Proper permissions for /var/www

Question

I'm attempting to clone a private repo from Bitbucket to /var/www on a CentOS VPS.

I've generated an SSH key pair on the VPS, and uploaded the .pub file to Bitbucket as a (read-only) Deploy Key.

The keys are setup properly, because when I connect using:

ssh -T git@bitbucket.org

it works fine:

authenticated via deploy key.
You can use git or hg to connect to Bitbucket. Shell access is disabled.
This deploy key has read access to the following repositories: 
<username>/<repo_name>: <Deployment Key Nickname> -- <vps_username>@<vps_hostname>                                      
Connection to bitbucket.org closed.

So far, so good. But when I try to clone a repo into /var/www,I get:

fatal: could not create work tree dir '<repo_name>'.: Permission denied

When I sudo it, I get

Permission denied (publickey).

I found this note in the Bitbucket docs regarding said error:

You used sudo when attempting the connection You do not need to use sudo when cloning a repository or any other SSH action with Bitbucket.

It looks like I need to run with root permissions to create the tree, but if I do, it isn't using the SSH key correctly.

So, I chmod'd the /var/www directory so that my non-root user would have write privileges, and everything worked fine. But that directory is now 777 (drwxrwxrwx), which probably isn't good.
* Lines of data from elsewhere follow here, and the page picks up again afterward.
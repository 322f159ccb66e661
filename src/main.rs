use clap::Parser;
use signaldesk::cli::{Cli, run};
use tracing_subscriber::EnvFilter;

fn main() -> std::process::ExitCode {
    tracing_subscriber::fmt()
        .with_env_filter(
            EnvFilter::try_from_default_env().unwrap_or_else(|_| EnvFilter::new("info")),
        )
        .with_writer(std::io::stderr)
        .init();
    run(Cli::parse())
}
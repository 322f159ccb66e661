//! INI file configuration adapter.

use crate::domain::error::SignaldeskError;
use crate::ports::config_port::ConfigPort;
use configparser::ini::Ini;
use std::path::Path;

pub struct FileConfigAdapter {
    config: Ini,
}

impl FileConfigAdapter {
    pub fn from_file<P: AsRef<Path>>(path: P) -> Result<Self, SignaldeskError> {
        let path = path.as_ref();
        let mut config = Ini::new();
        config.load(path).map_err(|reason| SignaldeskError::ConfigParse {
            file: path.display().to_string(),
            reason,
        })?;
        Ok(Self { config })
    }

    pub fn from_string(content: &str) -> Result<Self, SignaldeskError> {
        let mut config = Ini::new();
        config
            .read(content.to_string())
            .map_err(|reason| SignaldeskError::ConfigParse {
                file: "<string>".into(),
                reason,
            })?;
        Ok(Self { config })
    }

    fn parse_bool(value: &str) -> Option<bool> {
        match value.to_lowercase().as_str() {
            "true" | "yes" | "1" => Some(true),
            "false" | "no" | "0" => Some(false),
            _ => None,
        }
    }
}

impl ConfigPort for FileConfigAdapter {
    fn get_string(&self, section: &str, key: &str) -> Option<String> {
        self.config
            .get(section, key)
            .map(|v| v.trim().to_string())
            .filter(|v| !v.is_empty())
    }

    fn get_bool(&self, section: &str, key: &str, default: bool) -> bool {
        self.config
            .get(section, key)
            .as_ref()
            .and_then(|v| Self::parse_bool(v))
            .unwrap_or(default)
    }
}
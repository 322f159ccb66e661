//! Backtest simulator.
//!
//! A per-instrument state machine over `{Flat, Long, Short}`:
//! - Flat -> Long/Short when the bar's signal is non-flat; entry at the close.
//! - Long/Short -> Flat when the unrealized return reaches `take_profit` or
//!   falls to `stop_loss` (take-profit checked first). Thresholds are checked
//!   from the bar after entry, and a new position is never opened on the bar
//!   that closed the previous one.
//! - A position still open after the last bar closes at the last close.
//!
//! [`Simulation`] yields the transitions lazily so a caller can react to each
//! one; [`run_backtest`] drains it into a `BacktestResult`.

use crate::domain::config_validation::{require_negative, require_positive};
use crate::domain::error::SignaldeskError;
use crate::domain::indicator::IndicatorRow;
use crate::domain::metrics::PerformanceSummary;
use crate::domain::position::{ExitReason, Position, Side, Trade};
use crate::domain::signal::{Signal, SignalRow};

/// Slack on threshold comparisons, so a move that lands on a threshold in
/// decimal terms (100.0 -> 100.3) still triggers it after float rounding.
pub const THRESHOLD_TOLERANCE: f64 = 1e-12;

#[derive(Debug, Clone, PartialEq)]
pub struct BacktestConfig {
    pub take_profit: f64,
    pub stop_loss: f64,
}

impl Default for BacktestConfig {
    fn default() -> Self {
        BacktestConfig {
            take_profit: 0.003,
            stop_loss: -0.002,
        }
    }
}

impl BacktestConfig {
    pub fn validate(&self) -> Result<(), SignaldeskError> {
        require_positive("backtest", "take_profit", self.take_profit)?;
        require_negative("backtest", "stop_loss", self.stop_loss)?;
        Ok(())
    }

    fn exit_reason(&self, unrealized: f64) -> Option<ExitReason> {
        if unrealized >= self.take_profit - THRESHOLD_TOLERANCE {
            Some(ExitReason::TakeProfit)
        } else if unrealized <= self.stop_loss + THRESHOLD_TOLERANCE {
            Some(ExitReason::StopLoss)
        } else {
            None
        }
    }
}

/// A state transition, tagged with the index of the bar it happened on.
#[derive(Debug, Clone, PartialEq)]
pub enum SimEvent {
    Opened { index: usize, position: Position },
    Closed { index: usize, trade: Trade },
}

pub struct Simulation<'a> {
    rows: &'a [IndicatorRow],
    signals: &'a [SignalRow],
    config: &'a BacktestConfig,
    len: usize,
    index: usize,
    position: Option<Position>,
}

impl<'a> Simulation<'a> {
    pub fn new(
        rows: &'a [IndicatorRow],
        signals: &'a [SignalRow],
        config: &'a BacktestConfig,
    ) -> Self {
        Simulation {
            rows,
            signals,
            config,
            len: rows.len().min(signals.len()),
            index: 0,
            position: None,
        }
    }

    pub fn position(&self) -> Option<&Position> {
        self.position.as_ref()
    }
}

fn entry_side(signal: Signal) -> Option<Side> {
    match signal {
        Signal::Long => Some(Side::Long),
        Signal::Short => Some(Side::Short),
        Signal::Flat => None,
    }
}

impl Iterator for Simulation<'_> {
    type Item = SimEvent;

    fn next(&mut self) -> Option<SimEvent> {
        loop {
            if self.index >= self.len {
                let position = self.position.take()?;
                let last = self.len - 1;
                let bar = &self.rows[last].bar;
                return Some(SimEvent::Closed {
                    index: last,
                    trade: position.close(bar.close, bar.timestamp, ExitReason::EndOfSeries),
                });
            }

            let i = self.index;
            self.index += 1;
            let bar = &self.rows[i].bar;

            match self.position.take() {
                Some(position) => {
                    let unrealized = position.unrealized_return(bar.close);
                    match self.config.exit_reason(unrealized) {
                        Some(reason) => {
                            return Some(SimEvent::Closed {
                                index: i,
                                trade: position.close(bar.close, bar.timestamp, reason),
                            });
                        }
                        None => self.position = Some(position),
                    }
                }
                None => {
                    let Some(side) = entry_side(self.signals[i].signal) else {
                        continue;
                    };
                    if bar.close <= 0.0 {
                        continue;
                    }
                    let position = Position {
                        side,
                        entry_price: bar.close,
                        entry_ts: bar.timestamp,
                    };
                    self.position = Some(position.clone());
                    return Some(SimEvent::Opened { index: i, position });
                }
            }
        }
    }
}

#[derive(Debug, Clone, PartialEq)]
pub struct BacktestResult {
    pub trades: Vec<Trade>,
    pub summary: PerformanceSummary,
    pub opened: usize,
    /// Per-bar close-to-close return, 0 on the first bar.
    pub pct_returns: Vec<f64>,
    /// Cumulative sum of `pct_returns`.
    pub buy_and_hold: Vec<f64>,
    /// Cumulative sum of previous-bar signal direction times `pct_returns`.
    pub strategy_curve: Vec<f64>,
}

impl BacktestResult {
    pub fn final_buy_and_hold(&self) -> f64 {
        self.buy_and_hold.last().copied().unwrap_or(0.0)
    }

    pub fn final_strategy_return(&self) -> f64 {
        self.strategy_curve.last().copied().unwrap_or(0.0)
    }
}

pub fn pct_returns(rows: &[IndicatorRow]) -> Vec<f64> {
    rows.iter()
        .enumerate()
        .map(|(i, row)| {
            if i == 0 {
                return 0.0;
            }
            let prev = rows[i - 1].close();
            if prev == 0.0 {
                0.0
            } else {
                row.close() / prev - 1.0
            }
        })
        .collect()
}

fn cumulative(values: impl Iterator<Item = f64>) -> Vec<f64> {
    values
        .scan(0.0, |acc, v| {
            *acc += v;
            Some(*acc)
        })
        .collect()
}

pub fn run_backtest(
    rows: &[IndicatorRow],
    signals: &[SignalRow],
    config: &BacktestConfig,
) -> Result<BacktestResult, SignaldeskError> {
    config.validate()?;
    if rows.len() != signals.len() {
        return Err(SignaldeskError::Data {
            reason: format!(
                "{} indicator rows but {} signal rows",
                rows.len(),
                signals.len()
            ),
        });
    }

    let mut opened = 0;
    let mut trades = Vec::new();
    for event in Simulation::new(rows, signals, config) {
        match event {
            SimEvent::Opened { .. } => opened += 1,
            SimEvent::Closed { trade, .. } => trades.push(trade),
        }
    }

    let returns = pct_returns(rows);
    let buy_and_hold = cumulative(returns.iter().copied());
    let strategy_curve = cumulative(returns.iter().enumerate().map(|(i, r)| {
        if i == 0 {
            0.0
        } else {
            signals[i - 1].signal.direction() * r
        }
    }));

    Ok(BacktestResult {
        summary: PerformanceSummary::compute(&trades),
        trades,
        opened,
        pct_returns: returns,
        buy_and_hold,
        strategy_curve,
    })
}
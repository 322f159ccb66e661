//! Rolling sample standard deviation of closes.
//!
//! STDDEV(n)[i] = sqrt(sum((C[i-j] - SMA(n)[i])^2 for j in 0..n) / (n - 1))
//! Warmup: first (n-1) bars are undefined; n < 2 is undefined everywhere.

use crate::domain::indicator::{IndicatorSeries, IndicatorType};
use crate::domain::indicator_helpers::sample_stddev;
use crate::domain::ohlcv::Bar;

pub fn calculate_stddev(bars: &[Bar], period: usize) -> IndicatorSeries {
    if period < 2 {
        return IndicatorSeries::undefined(IndicatorType::Stddev(period), bars.len());
    }

    let closes: Vec<f64> = bars.iter().map(|b| b.close).collect();
    let values = (0..closes.len())
        .map(|i| {
            if i + 1 < period {
                None
            } else {
                sample_stddev(&closes[i + 1 - period..=i])
            }
        })
        .collect();

    IndicatorSeries {
        indicator_type: IndicatorType::Stddev(period),
        values,
    }
}
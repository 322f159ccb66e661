//! Bollinger Bands.
//!
//! - Middle: simple moving average of close over n bars
//! - Upper: middle + mult × stddev
//! - Lower: middle - mult × stddev
//!
//! stddev is the sample standard deviation (divides by N-1).
//! Warmup: first (n-1) bars are undefined.
//!
//! %B places the close inside the band, clamped to [0, 1]: 0 at or below the
//! lower band, 1 at or above the upper band.

use crate::domain::indicator::stddev::calculate_stddev;
use crate::domain::indicator::{Bands, IndicatorSeries, IndicatorType};
use crate::domain::indicator_helpers::{DIVISION_EPSILON, mean};
use crate::domain::ohlcv::Bar;

pub fn calculate_bollinger(bars: &[Bar], period: usize, mult: f64) -> IndicatorSeries<Bands> {
    let indicator_type = IndicatorType::Bollinger { period, mult };
    let stddev = calculate_stddev(bars, period);
    let closes: Vec<f64> = bars.iter().map(|b| b.close).collect();

    let values = stddev
        .values
        .iter()
        .enumerate()
        .map(|(i, sd)| {
            let sd = (*sd)?;
            let middle = mean(&closes[i + 1 - period..=i])?;
            Some(Bands {
                upper: middle + mult * sd,
                middle,
                lower: middle - mult * sd,
            })
        })
        .collect();

    IndicatorSeries {
        indicator_type,
        values,
    }
}

/// %B = (close - lower) / (upper - lower) in [0, 1], zero width replaced by
/// epsilon.
pub fn percent_b(close: f64, bands: &Bands) -> f64 {
    let width = bands.upper - bands.lower;
    let width = if width == 0.0 { DIVISION_EPSILON } else { width };
    ((close - bands.lower) / width).clamp(0.0, 1.0)
}
//! signaldesk: technical indicators, crossover signals and threshold
//! backtests over daily price series.
//!
//! Hexagonal architecture: the pure engine in [`domain`], port traits in
//! [`ports`], concrete implementations in [`adapters`], and the command line
//! front end in [`cli`].

pub mod domain;
pub mod ports;
pub mod adapters;
pub mod cli;
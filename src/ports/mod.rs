//! Port traits at the I/O seams: configuration, price data, reports.

pub mod config_port;
pub mod data_port;
pub mod report_port;
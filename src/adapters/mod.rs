//! Concrete adapter implementations for ports.

pub mod csv_adapter;
pub mod csv_report_adapter;
pub mod file_config_adapter;
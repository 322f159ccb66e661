//! Configuration validation.
//!
//! Reads the `[indicators]`, `[signals]` and `[backtest]` sections into a typed
//! `EngineConfig` and rejects anything the engine cannot run with. Validation
//! happens before any data is read.

use crate::domain::backtest::BacktestConfig;
use crate::domain::error::SignaldeskError;
use crate::domain::indicator::IndicatorParams;
use crate::domain::pipeline::EngineConfig;
use crate::domain::signal::SignalParams;
use crate::ports::config_port::ConfigPort;

pub fn build_engine_config(config: &dyn ConfigPort) -> Result<EngineConfig, SignaldeskError> {
    let ind = IndicatorParams::default();
    let indicators = IndicatorParams {
        ema_fast: read_period(config, "indicators", "ema_fast", ind.ema_fast)?,
        ema_slow: read_period(config, "indicators", "ema_slow", ind.ema_slow)?,
        sma_fast: read_period(config, "indicators", "sma_fast", ind.sma_fast)?,
        sma_slow: read_period(config, "indicators", "sma_slow", ind.sma_slow)?,
        rsi_period: read_period(config, "indicators", "rsi_period", ind.rsi_period)?,
        atr_period: read_period(config, "indicators", "atr_period", ind.atr_period)?,
        bb_period: read_period(config, "indicators", "bb_period", ind.bb_period)?,
        bb_mult: read_double(config, "indicators", "bb_mult", ind.bb_mult)?,
    };

    let sig = SignalParams::default();
    let signals = SignalParams {
        rsi_overbought: read_double(config, "signals", "rsi_overbought", sig.rsi_overbought)?,
        rsi_oversold: read_double(config, "signals", "rsi_oversold", sig.rsi_oversold)?,
        ma_kind: match config.get_string("signals", "ma_kind") {
            None => sig.ma_kind,
            Some(raw) => raw.parse()?,
        },
    };

    let bt = BacktestConfig::default();
    let backtest = BacktestConfig {
        take_profit: read_double(config, "backtest", "take_profit", bt.take_profit)?,
        stop_loss: read_double(config, "backtest", "stop_loss", bt.stop_loss)?,
    };

    let engine = EngineConfig {
        indicators,
        signals,
        backtest,
    };
    engine.validate()?;
    Ok(engine)
}

fn read_period(
    config: &dyn ConfigPort,
    section: &str,
    key: &str,
    default: usize,
) -> Result<usize, SignaldeskError> {
    let value = match config.get_string(section, key) {
        None => return Ok(default),
        Some(raw) => raw.trim().parse::<i64>().map_err(|_| {
            SignaldeskError::invalid(section, key, format!("{} must be an integer", key))
        })?,
    };
    if value <= 0 {
        return Err(SignaldeskError::invalid(
            section,
            key,
            format!("{} must be positive", key),
        ));
    }
    Ok(value as usize)
}

fn read_double(
    config: &dyn ConfigPort,
    section: &str,
    key: &str,
    default: f64,
) -> Result<f64, SignaldeskError> {
    match config.get_string(section, key) {
        None => Ok(default),
        Some(raw) => match raw.trim().parse::<f64>() {
            Ok(v) if v.is_finite() => Ok(v),
            _ => Err(SignaldeskError::invalid(
                section,
                key,
                format!("{} must be a number", key),
            )),
        },
    }
}

pub fn require_min_period(
    section: &str,
    key: &str,
    value: usize,
    min: usize,
) -> Result<(), SignaldeskError> {
    if value < min {
        return Err(SignaldeskError::invalid(
            section,
            key,
            format!("{} must be at least {}", key, min),
        ));
    }
    Ok(())
}

pub fn require_positive(section: &str, key: &str, value: f64) -> Result<(), SignaldeskError> {
    if !(value.is_finite() && value > 0.0) {
        return Err(SignaldeskError::invalid(
            section,
            key,
            format!("{} must be positive", key),
        ));
    }
    Ok(())
}

pub fn require_negative(section: &str, key: &str, value: f64) -> Result<(), SignaldeskError> {
    if !(value.is_finite() && value < 0.0) {
        return Err(SignaldeskError::invalid(
            section,
            key,
            format!("{} must be negative", key),
        ));
    }
    Ok(())
}

pub fn require_percentage(section: &str, key: &str, value: f64) -> Result<(), SignaldeskError> {
    if !(0.0..=100.0).contains(&value) {
        return Err(SignaldeskError::invalid(
            section,
            key,
            format!("{} must be between 0 and 100", key),
        ));
    }
    Ok(())
}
Is there a better way to handle this? I'd like to get /var/www back to 755, but I don't want to mess around with a temporary chmod every time I want to update my code...

Thanks in advance!

Answer 1

Make /var/www group-writable (chmod g+w /var/www) and change its group to a group that trusted users (including you) are a member of. If you don't want to open up all of /var/www then perhaps you can introduce an extra level, say /var/www/foo, that you open up.